Indonesia says it has detected signals from the black-box recorders of downed AirAsia Flight 8501 and is racing to reach them.
S.B. Supriyadi, director of operations for Indonesia’s National Search and Rescue Agency (Basarnas) in Pangkalan Bun — the Borneo town that has become the center for search operations — told the BBC, “A ship detected the pings. The divers are trying to reach it.”
A salvage operation involving helicopters and lifting balloons was also launched Friday in a bid to recover the tail section of the jet, which lies at a depth of 30 m (100 ft.) in the Java Sea, about 30 km (20 miles) from where the flight lost contact with air-traffic control, Reuters reports.
Authorities had been hopeful that the flight-data recorders would be found with the tail, since the flight recorders are housed in that section of the Airbus A320-200. But Santoso Sayogo, an official at Indonesia’s National Transportation Safety Committee, told Reuters it appeared the boxes and tail were not together.
The crash of the AirAsia jet — which went down on Dec. 28 with 162 on board as it flew from Indonesia’s second city Surabaya to Singapore — has meanwhile given fresh impetus to the use of ejectable black boxes on commercial flights. These are flight-data recorders that can be deployed from a descending aircraft and float on water, instead of creating the recovery problems that salvage crews are now facing.
Citing an anonymous official from the International Civil Aviation Organization (ICAO), Reuters reports that ejectable black boxes will be on the agenda at an important ICAO safety conference next month.

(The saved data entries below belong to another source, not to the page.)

impl SqliteMessageStore {
    pub fn new(db_path: Arc<String>) -> Self {
        Self { db_path }
    }
}

#[async_trait]
impl super::MessageStore for SqliteMessageStore {
    async fn upsert_message_mapping(
        &self,
        mapping: &MessagePostMapping,
    ) -> Result<(), DatabaseError> {
        let mapping = mapping.clone();
        let db_path = self.db_path.clone();
        tokio::task::spawn_blocking(move || {
            let mut conn = establish_connection(&db_path)?;
            use crate::db::schema::message_post_mappings::dsl::*;

            let existing = message_post_mappings
                .filter(chat_message_id.eq(&mapping.chat_message_id))
                .select(id)
                .first::<i32>(&mut conn)
                .optional()
                .map_err(|e| DatabaseError::Query(e.to_string()))?;

            if let Some(row_id) = existing {
                diesel::update(message_post_mappings.filter(id.eq(row_id)))
                    .set((
                        forum_post_id.eq(mapping.forum_post_id),
                        chat_thread_id.eq(&mapping.chat_thread_id),
                    ))
                    .execute(&mut conn)
                    .map(|_| ())
                    .map_err(|e| DatabaseError::Query(e.to_string()))
            } else {
                diesel::insert_into(message_post_mappings)
                    .values((
                        chat_message_id.eq(&mapping.chat_message_id),
                        forum_post_id.eq(mapping.forum_post_id),
                        chat_thread_id.eq(&mapping.chat_thread_id),
                        created_at.eq(datetime_to_string(&mapping.created_at)),
                    ))
                    .execute(&mut conn)
                    .map(|_| ())
                    .map_err(|e| DatabaseError::Query(e.to_string()))
            }
        })
        .await
        .map_err(|e| DatabaseError::Query(format!("database task failed: {e}")))?
    }

    async fn post_for_message(&self, message_id: &str) -> Result<Option<i64>, DatabaseError> {
        let message_id = message_id.to_string();
        let db_path = self.db_path.clone();
        tokio::task::spawn_blocking(move || {
            let mut conn = establish_connection(&db_path)?;
            use crate::db::schema::message_post_mappings::dsl::*;
            message_post_mappings
                .filter(chat_message_id.eq(message_id))
                .select(forum_post_id)
                .first::<i64>(&mut conn)
                .optional()
                .map_err(|e| DatabaseError::Query(e.to_string()))
        })
        .await
        .map_err(|e| DatabaseError::Query(format!("database task failed: {e}")))?
    }

    async fn message_for_post(&self, post_id: i64) -> Result<Option<String>, DatabaseError> {
        let db_path = self.db_path.clone();
        tokio::task::spawn_blocking(move || {
            let mut conn = establish_connection(&db_path)?;
            use crate::db::schema::message_post_mappings::dsl::*;
            message_post_mappings
                .filter(forum_post_id.eq(post_id))
                .select(chat_message_id)
                .first::<String>(&mut conn)
                .optional()
                .map_err(|e| DatabaseError::Query(e.to_string()))
        })
        .await
        .map_err(|e| DatabaseError::Query(format!("database task failed: {e}")))?
    }
}

pub struct SqliteUserStore {
    db_path: Arc<String>,
}

impl SqliteUserStore {
    pub fn new(db_path: Arc<String>) -> Self {
        Self { db_path }
    }
}

#[async_trait]
impl super::UserStore for SqliteUserStore {
    async fn upsert_user_mapping(&self, mapping: &UserMapping) -> Result<(), DatabaseError> {
        let mapping = mapping.clone();
        let db_path = self.db_path.clone();
        tokio::task::spawn_blocking(move || {
            let mut conn = establish_connection(&db_path)?;
            use crate::db::schema::user_mappings::dsl::*;

            let existing = user_mappings
                .filter(chat_user_id.eq(&mapping.chat_user_id))
                .select(id)
                .first::<i32>(&mut conn)
                .optional()
                .map_err(|e| DatabaseError::Query(e.to_string()))?;

            if let Some(row_id) = existing {
                diesel::update(user_mappings.filter(id.eq(row_id)))
                    .set((
                        forum_username.eq(&mapping.forum_username),
                        chat_display_name.eq(mapping.chat_display_name.as_deref()),
                        chat_email.eq(mapping.chat_email.as_deref()),
                        updated_at.eq(datetime_to_string(&mapping.updated_at)),
                    ))
                    .execute(&mut conn)
                    .map(|_| ())
                    .map_err(|e| DatabaseError::Query(e.to_string()))
            } else {
                diesel::insert_into(user_mappings)
                    .values((
                        chat_user_id.eq(&mapping.chat_user_id),
                        forum_username.eq(&mapping.forum_username),
                        chat_display_name.eq(mapping.chat_display_name.as_deref()),
                        chat_email.eq(mapping.chat_email.as_deref()),
                        created_at.eq(datetime_to_string(&mapping.created_at)),
                        updated_at.eq(datetime_to_string(&mapping.updated_at)),
                    ))
                    .execute(&mut conn)
                    .map(|_| ())
                    .map_err(|e| DatabaseError::Query(e.to_string()))
            }
        })
        .await
        .map_err(|e| DatabaseError::Query(format!("database task failed: {e}")))?
    }

    async fn username_for_chat_user(
        &self,
        chat_user: &str,
    ) -> Result<Option<String>, DatabaseError> {
        let chat_user = chat_user.to_string();
        let db_path = self.db_path.clone();
        tokio::task::spawn_blocking(move || {
            let mut conn = establish_connection(&db_path)?;
            use crate::db::schema::user_mappings::dsl::*;
            user_mappings
                .filter(chat_user_id.eq(chat_user))
                .select(forum_username)
                .first::<String>(&mut conn)
                .optional()
                .map_err(|e| DatabaseError::Query(e.to_string()))
        })
        .await
        .map_err(|e| DatabaseError::Query(format!("database task failed: {e}")))?
    }

    async fn chat_user_for_username(
        &self,
        username: &str,
    ) -> Result<Option<String>, DatabaseError> {
        let username = username.to_string();
        let db_path = self.db_path.clone();
        tokio::task::spawn_blocking(move || {
            let mut conn = establish_connection(&db_path)?;
            use crate::db::schema::user_mappings::dsl::*;
            user_mappings
                .filter(forum_username.eq(username))
                .select(chat_user_id)
                .first::<String>(&mut conn)
                .optional()
                .map_err(|e| DatabaseError::Query(e.to_string()))
        })
        .await
        .map_err(|e| DatabaseError::Query(format!("database task failed: {e}")))?
    }
}
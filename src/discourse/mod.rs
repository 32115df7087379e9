use async_trait::async_trait;
use thiserror::Error;

pub use self::client::DiscourseClient;
pub use self::types::{
    Category, CreatedPost, CreatedTopic, ForumUser, NewForumUser, TopicDetails, TopicPost,
    WebhookPost, WebhookTopic,
};

pub mod client;
pub mod types;

#[derive(Debug, Error)]
pub enum ForumError {
    #[error("discourse resource not found: {0}")]
    NotFound(String),
    #[error("discourse rejected the request as a conflict: {0}")]
    Conflict(String),
    #[error("discourse api error (status {status}): {message}")]
    Api { status: u16, message: String },
    #[error("discourse returned an unexpected response: {0}")]
    Unexpected(String),
    #[error("discourse request failed: {0}")]
    Transport(#[from] reqwest::Error),
}

/// The Discourse surface the sync engines depend on. `as_username`
/// parameters select the account the write is attributed to via API
/// impersonation; `None` writes as the bridge's own API user.
#[async_trait]
pub trait ForumPort: Send + Sync {
    async fn get_category(&self, category_id: i64) -> Result<Option<Category>, ForumError>;
    async fn create_category(
        &self,
        name: &str,
        parent_category_id: Option<i64>,
    ) -> Result<Category, ForumError>;
    async fn create_topic(
        &self,
        title: &str,
        raw: &str,
        category_id: i64,
        as_username: Option<&str>,
    ) -> Result<CreatedTopic, ForumError>;
    async fn create_post(
        &self,
        topic_id: i64,
        raw: &str,
        as_username: Option<&str>,
    ) -> Result<CreatedPost, ForumError>;
    async fn update_post(&self, post_id: i64, raw: &str) -> Result<(), ForumError>;
    async fn get_topic(&self, topic_id: i64) -> Result<Option<TopicDetails>, ForumError>;
    /// Succeeds when the account was created; a [`ForumError::Conflict`]
    /// means the username is already taken and the caller may reuse it.
    async fn create_user(&self, request: &NewForumUser) -> Result<(), ForumError>;
    async fn get_user(&self, username: &str) -> Result<Option<ForumUser>, ForumError>;
}
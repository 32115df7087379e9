use secrecy::ExposeSecret;
use thiserror::Error;
use tracing::warn;
use url::Url;

use super::Config;

#[derive(Debug, Error)]
pub enum ConfigError {
    #[error("failed to read configuration: {0}")]
    Io(#[from] std::io::Error),
    #[error("failed to parse configuration: {0}")]
    Yaml(#[from] serde_yaml::Error),
    #[error("invalid configuration: {0}")]
    InvalidConfig(String),
}

impl Config {
    pub fn validate(&self) -> Result<(), ConfigError> {
        if self.discourse.url.is_empty() {
            return Err(ConfigError::InvalidConfig(
                "discourse.url cannot be empty".to_string(),
            ));
        }
        if Url::parse(&self.discourse.url).is_err() {
            return Err(ConfigError::InvalidConfig(format!(
                "discourse.url is not a valid URL: {}",
                self.discourse.url
            )));
        }
        if self.discourse.api_key.expose_secret().is_empty() {
            return Err(ConfigError::InvalidConfig(
                "discourse.api_key cannot be empty".to_string(),
            ));
        }
        if self.discourse.api_username.is_empty() {
            return Err(ConfigError::InvalidConfig(
                "discourse.api_username cannot be empty".to_string(),
            ));
        }

        if self.google.access_token.expose_secret().is_empty() {
            return Err(ConfigError::InvalidConfig(
                "google.access_token cannot be empty".to_string(),
            ));
        }

        if self.sync_settings.webhook_port == 0 {
            return Err(ConfigError::InvalidConfig(
                "sync_settings.webhook_port must be between 1 and 65535".to_string(),
            ));
        }
        if self.sync_settings.poll_interval_minutes == 0 {
            return Err(ConfigError::InvalidConfig(
                "sync_settings.poll_interval_minutes must be at least 1".to_string(),
            ));
        }

        for mapping in &self.mappings {
            if mapping.google_space_id.is_empty() {
                return Err(ConfigError::InvalidConfig(
                    "mappings entries require a google_space_id".to_string(),
                ));
            }
        }
        if self.mappings.is_empty() {
            warn!("no space mappings defined in configuration");
        }

        Ok(())
    }
}
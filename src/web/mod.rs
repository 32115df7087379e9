use std::sync::Arc;
use std::time::Instant;

use anyhow::Result;
use once_cell::sync::OnceCell;
use salvo::prelude::*;
use tracing::info;

use crate::bridge::SyncService;
use crate::config::Config;

pub mod handlers;

use self::handlers::health::{get_status, health_check};
use self::handlers::webhook::discourse_webhook;

#[derive(Clone)]
pub struct WebState {
    pub service: Arc<SyncService>,
    pub started_at: Instant,
}

static WEB_STATE: OnceCell<WebState> = OnceCell::new();

pub fn web_state() -> &'static WebState {
    WEB_STATE
        .get()
        .expect("web state is not initialized before handler execution")
}

/// HTTP listener for Discourse webhook deliveries plus a health probe.
#[derive(Clone)]
pub struct WebServer {
    config: Arc<Config>,
}

impl WebServer {
    pub fn new(config: Arc<Config>, service: Arc<SyncService>) -> Self {
        let _ = WEB_STATE.set(WebState {
            service,
            started_at: Instant::now(),
        });

        Self { config }
    }

    pub async fn start(&self) -> Result<()> {
        let bind_addr = format!(
            "{}:{}",
            self.config.sync_settings.webhook_host, self.config.sync_settings.webhook_port
        );
        info!("starting webhook listener on {}", bind_addr);

        let acceptor = TcpListener::new(bind_addr).bind().await;
        Server::new(acceptor).serve(create_router()).await;

        Ok(())
    }
}

pub fn create_router() -> Router {
    Router::new()
        .push(Router::with_path("health").get(health_check))
        .push(Router::with_path("status").get(get_status))
        .push(Router::with_path("discourse-webhook").post(discourse_webhook))
}
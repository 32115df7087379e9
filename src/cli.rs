use clap::Parser;

/// Command-line arguments for the sync service.
#[derive(Debug, Parser)]
#[command(
    name = "gchat-bridge-discourse",
    about = "Keeps Google Chat spaces and Discourse categories in sync",
    version
)]
pub struct Cli {
    /// Path to the configuration file.
    #[arg(long, default_value = "config.yaml", env = "CONFIG_PATH")]
    pub config: String,

    /// Exit the process on the first sync error instead of continuing with
    /// the next space or event.
    #[arg(short = 'E', long)]
    pub exit_on_error: bool,
}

“The time has come that deployable recorders are going to get a serious look,” the official told the news agency.
Ejectable data recorders are already used on military aircraft and on many helicopters, but they are more expensive to produce and have not been tested on large commercial jets.
However, some experts believe that transmitting data in real time would be a better option.
“The current fixed recorders are highly reliable and cost effective and it is rare to not recover them,” Mike Poole, a Canadian authority on flight recorders, told Reuters.